Pietro Genovese, responsable de l'étude, qui a été récemment recruté par la Harvard Medical School de Boston poursuit :
"Ce n'est pas la seule innovation introduite. Nous avons montré qu'il est possible d'insérer dans le vecteur viral, en plus de la séquence guide pour la correction de l'ADN, une courte séquence supplémentaire qui fonctionne comme un véritable "code-barres" pour identifier de manière unique chacune des cellules souches corrigées. De cette façon, nous pouvons les suivre dans le temps et vérifier que leur comportement n'a pas été altéré par le traitement. Cela nous a permis de démontrer non seulement l'efficacité de l'édition, mais aussi - et pour la première fois - que la procédure est sûre : en effet, nous avons pu exclure l'apparition de cellules qui pourraient donner naissance à de futures tumeurs. En d'autres termes, si nous associons chaque code-barres moléculaire à une couleur, nous sommes heureux lorsque nous voyons beaucoup de couleurs différentes : cela signifie qu'il y a beaucoup de cellules corrigées. A l'inverse, si nous observons peu de couleurs ou même une seule couleur dominante, c'est pour nous une sonnette d'alarme qui indique un risque de la procédure".
Qu'est-ce que l'édition de gènes ?
Un cas particulier de thérapie génique est celui basé sur l'édition de gènes, une technologie récente qui permet d'intervenir avec précision pour trouver et corriger les erreurs génétiques dans l'ADN, même au niveau d'une seule lettre. Cette technique s'inspire d'un système de défense développé dans l'Antiquité par les bactéries contre les virus, qui les rend capables, en cas d'infection, de reconnaître et de détruire l'ADN viral.
Pour y parvenir, les chercheurs utilisent le "scalpel moléculaire" CRISPR/Cas9, qui est dirigé pour couper l'ADN à l'endroit souhaité, par exemple là où se trouve une mutation responsable d'une maladie. Le principal avantage réside dans le fait que le gène défectueux est corrigé "sur place" et conserve sa régulation physiologique, assurant ainsi l'expression observée dans des conditions normales. Les applications thérapeutiques potentielles sont nombreuses, des maladies génétiques rares aux tumeurs.

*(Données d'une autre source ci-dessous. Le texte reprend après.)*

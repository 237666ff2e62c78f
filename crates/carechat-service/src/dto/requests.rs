//! Request DTOs for API endpoints and gateway events
//!
//! All request DTOs implement `Deserialize` and `Validate`. Bodies are
//! camelCase; ids may be sent as strings or numbers.

use serde::Deserialize;
use validator::{Validate, ValidationError};

use carechat_core::{Attachment, MessageStatus, MessageType, Snowflake};

fn not_blank(value: &str) -> Result<(), ValidationError> {
    if value.trim().is_empty() {
        return Err(ValidationError::new("blank").with_message("must not be blank".into()));
    }
    Ok(())
}

// ============================================================================
// Message Requests
// ============================================================================

#[derive(Debug, Clone, Deserialize, Validate)]
#[serde(rename_all = "camelCase")]
pub struct SendMessageRequest {
    pub recipient_id: Snowflake,

    #[validate(
        length(min = 1, max = 4000, message = "Content must be 1-4000 characters"),
        custom(function = "not_blank")
    )]
    pub content: String,

    #[serde(default)]
    pub message_type: MessageType,

    pub reply_to: Option<Snowflake>,

    pub attachment: Option<Attachment>,
}

/// Content rules are checked by the service after the sender and window
/// checks, so this body carries no validation attributes
#[derive(Debug, Clone, Deserialize, Validate)]
pub struct EditMessageRequest {
    pub content: String,
}

#[derive(Debug, Clone, Copy, Deserialize, Validate)]
pub struct UpdateStatusRequest {
    pub status: MessageStatus,
}

#[derive(Debug, Clone, Deserialize, Validate)]
pub struct ReactionRequest {
    #[validate(length(min = 1, max = 32, message = "Emoji must be 1-32 characters"))]
    pub emoji: String,
}

// ============================================================================
// Query Parameters
// ============================================================================

/// History cursor; `limit` is clamped by the service
#[derive(Debug, Clone, Copy, Default, Deserialize, Validate)]
pub struct HistoryQuery {
    pub limit: Option<i64>,
    pub before: Option<Snowflake>,
    pub after: Option<Snowflake>,
}

#[derive(Debug, Clone, Deserialize, Validate)]
pub struct SearchQuery {
    #[validate(custom(function = "not_blank"))]
    #[serde(default)]
    pub query: String,

    pub role: Option<String>,
}

#[derive(Debug, Clone, Default, Deserialize, Validate)]
pub struct ProvidersQuery {
    pub role: Option<String>,
}
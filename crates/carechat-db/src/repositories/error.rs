//! Error handling utilities for repositories

use carechat_core::DomainError;
use sqlx::Error as SqlxError;

/// Convert SQLx error to DomainError
pub fn map_db_error(e: SqlxError) -> DomainError {
    DomainError::Storage(e.to_string())
}

/// Check for a foreign key violation and return the caller's error or fall back
pub fn map_foreign_key_violation<F>(e: SqlxError, on_violation: F) -> DomainError
where
    F: FnOnce() -> DomainError,
{
    if let Some(db_err) = e.as_database_error() {
        if db_err.is_foreign_key_violation() {
            return on_violation();
        }
    }
    map_db_error(e)
}

pub fn conversation_not_found(id: impl ToString) -> DomainError {
    DomainError::not_found("Conversation", id)
}

pub fn message_not_found(id: impl ToString) -> DomainError {
    DomainError::not_found("Message", id)
}
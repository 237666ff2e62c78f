//! Client event router
//!
//! Turns a decoded [`ClientEvent`] into service calls. The returned frame, if
//! any, goes back to the originating connection only; everything other
//! participants see travels through the context's `EventNotifier`.

use carechat_core::{ChatEvent, ChatEventKind, MessageStatus, PresenceStatus};
use carechat_service::{
    ConversationService, MessagingService, PresenceService, ServiceContext, ServiceError,
};
use serde::Serialize;
use serde_json::{json, Value};
use tracing::instrument;

use super::{HandlerError, HandlerResult};
use crate::connection::{ConnectionManager, Session};
use crate::events::{CallSignal, ClientEvent, ReadTarget};
use crate::protocol::GatewayMessage;

pub struct EventRouter<'a> {
    ctx: &'a ServiceContext,
    connections: &'a ConnectionManager,
}

impl<'a> EventRouter<'a> {
    pub fn new(ctx: &'a ServiceContext, connections: &'a ConnectionManager) -> Self {
        Self { ctx, connections }
    }

    #[instrument(skip(self, event), fields(event = event.name()))]
    pub async fn route(
        &self,
        session: &Session,
        event: ClientEvent,
    ) -> HandlerResult<Option<GatewayMessage>> {
        let user_id = session.user_id;
        let conversations = ConversationService::new(self.ctx);
        let messaging = MessagingService::new(self.ctx);

        match event {
            ClientEvent::JoinConversation(target) => {
                conversations
                    .require_participant(target.conversation_id, user_id)
                    .await?;
                self.connections
                    .join_room(&session.session_id, target.conversation_id)
                    .await;
                reply(
                    ChatEventKind::ConversationJoined,
                    &json!({ "conversationId": target.conversation_id }),
                )
            }
            ClientEvent::LeaveConversation(target) => {
                self.connections
                    .leave_room(&session.session_id, target.conversation_id)
                    .await;
                reply(
                    ChatEventKind::ConversationLeft,
                    &json!({ "conversationId": target.conversation_id }),
                )
            }
            ClientEvent::TypingStart(target) => {
                conversations
                    .typing(target.conversation_id, user_id, true)
                    .await?;
                Ok(None)
            }
            ClientEvent::TypingStop(target) => {
                conversations
                    .typing(target.conversation_id, user_id, false)
                    .await?;
                Ok(None)
            }
            ClientEvent::MessageRead(target) => {
                self.read(&messaging, session, target).await?;
                Ok(None)
            }
            ClientEvent::MessageDelivered(target) => {
                messaging
                    .update_status(target.message_id, user_id, MessageStatus::Delivered)
                    .await?;
                Ok(None)
            }
            ClientEvent::SendMessage(request) => {
                let sent = messaging.send_message(user_id, request).await?;
                reply(ChatEventKind::MessageSent, &sent)
            }
            ClientEvent::EditMessage(edit) => {
                messaging
                    .edit_message(edit.message_id, user_id, edit.content)
                    .await?;
                Ok(None)
            }
            ClientEvent::AddReaction(reaction) => {
                messaging
                    .add_reaction(reaction.message_id, user_id, &reaction.emoji)
                    .await?;
                Ok(None)
            }
            ClientEvent::RemoveReaction(target) => {
                messaging.remove_reaction(target.message_id, user_id).await?;
                Ok(None)
            }
            ClientEvent::DeleteMessage(target) => {
                messaging.delete_message(target.message_id, user_id).await?;
                Ok(None)
            }
            ClientEvent::ToggleMute(target) => {
                conversations
                    .toggle_mute(target.conversation_id, user_id)
                    .await?;
                Ok(None)
            }
            ClientEvent::TogglePin(target) => {
                conversations
                    .toggle_pin(target.conversation_id, user_id)
                    .await?;
                Ok(None)
            }
            ClientEvent::UserAway => {
                PresenceService::new(self.ctx)
                    .set_status(user_id, PresenceStatus::Away)
                    .await?;
                Ok(None)
            }
            ClientEvent::UserBack => {
                PresenceService::new(self.ctx)
                    .set_status(user_id, PresenceStatus::Online)
                    .await?;
                Ok(None)
            }
            ClientEvent::Call(signal) => {
                self.relay_call(&conversations, session, signal).await?;
                Ok(None)
            }
        }
    }

    async fn read(
        &self,
        messaging: &MessagingService<'_>,
        session: &Session,
        target: ReadTarget,
    ) -> HandlerResult<()> {
        match target {
            ReadTarget {
                conversation_id: Some(conversation_id),
                ..
            } => {
                messaging
                    .mark_conversation_read(conversation_id, session.user_id)
                    .await?;
            }
            ReadTarget {
                message_id: Some(message_id),
                ..
            } => {
                messaging
                    .update_status(message_id, session.user_id, MessageStatus::Read)
                    .await?;
            }
            _ => {
                return Err(HandlerError::InvalidPayload {
                    event: "message_read".to_string(),
                    reason: "conversationId or messageId is required".to_string(),
                })
            }
        }
        Ok(())
    }

    /// Forward a call signal to the counterpart, tagged with the caller
    async fn relay_call(
        &self,
        conversations: &ConversationService<'_>,
        session: &Session,
        signal: CallSignal,
    ) -> HandlerResult<()> {
        let other = conversations
            .counterpart(signal.conversation_id, session.user_id)
            .await?;

        let mut payload = match signal.payload {
            Value::Object(map) => map,
            _ => serde_json::Map::new(),
        };
        payload.insert("fromUserId".to_string(), json!(session.user_id));

        let kind = signal.kind.outbound();
        tracing::debug!(
            conversation_id = %signal.conversation_id,
            event = %kind,
            "Relaying call signal"
        );
        self.ctx
            .notifier()
            .notify(&[other], ChatEvent::new(kind, Value::Object(payload)))
            .await;
        Ok(())
    }
}

fn reply<T: Serialize + ?Sized>(kind: ChatEventKind, data: &T) -> HandlerResult<Option<GatewayMessage>> {
    let data = serde_json::to_value(data)
        .map_err(|e| ServiceError::internal(format!("failed to encode {kind}: {e}")))?;
    Ok(Some(GatewayMessage::dispatch(kind.as_str(), data)))
}
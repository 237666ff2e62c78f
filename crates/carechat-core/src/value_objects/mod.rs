//! Value objects - immutable types that represent domain concepts

mod conversation_key;
mod snowflake;

pub use conversation_key::ConversationKey;
pub use snowflake::{Snowflake, SnowflakeGenerator, SnowflakeParseError};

L'étude a été financée par la Fondation Téléthon, par le programme Horizon 2020 de l'Union européenne, par le ministère italien de la Santé et par le ministère de la Recherche scientifique, ainsi que par la Fondation Louis-Jeantet de Genève qui, en 2019, a conféré précisément au directeur du SR -Tiget son prix pour la médecine translationnelle. L'application de la technologie étudiée au traitement de certaines maladies génétiques sera menée dans le cadre d'une alliance stratégique entre SR-Tiget et Genespire.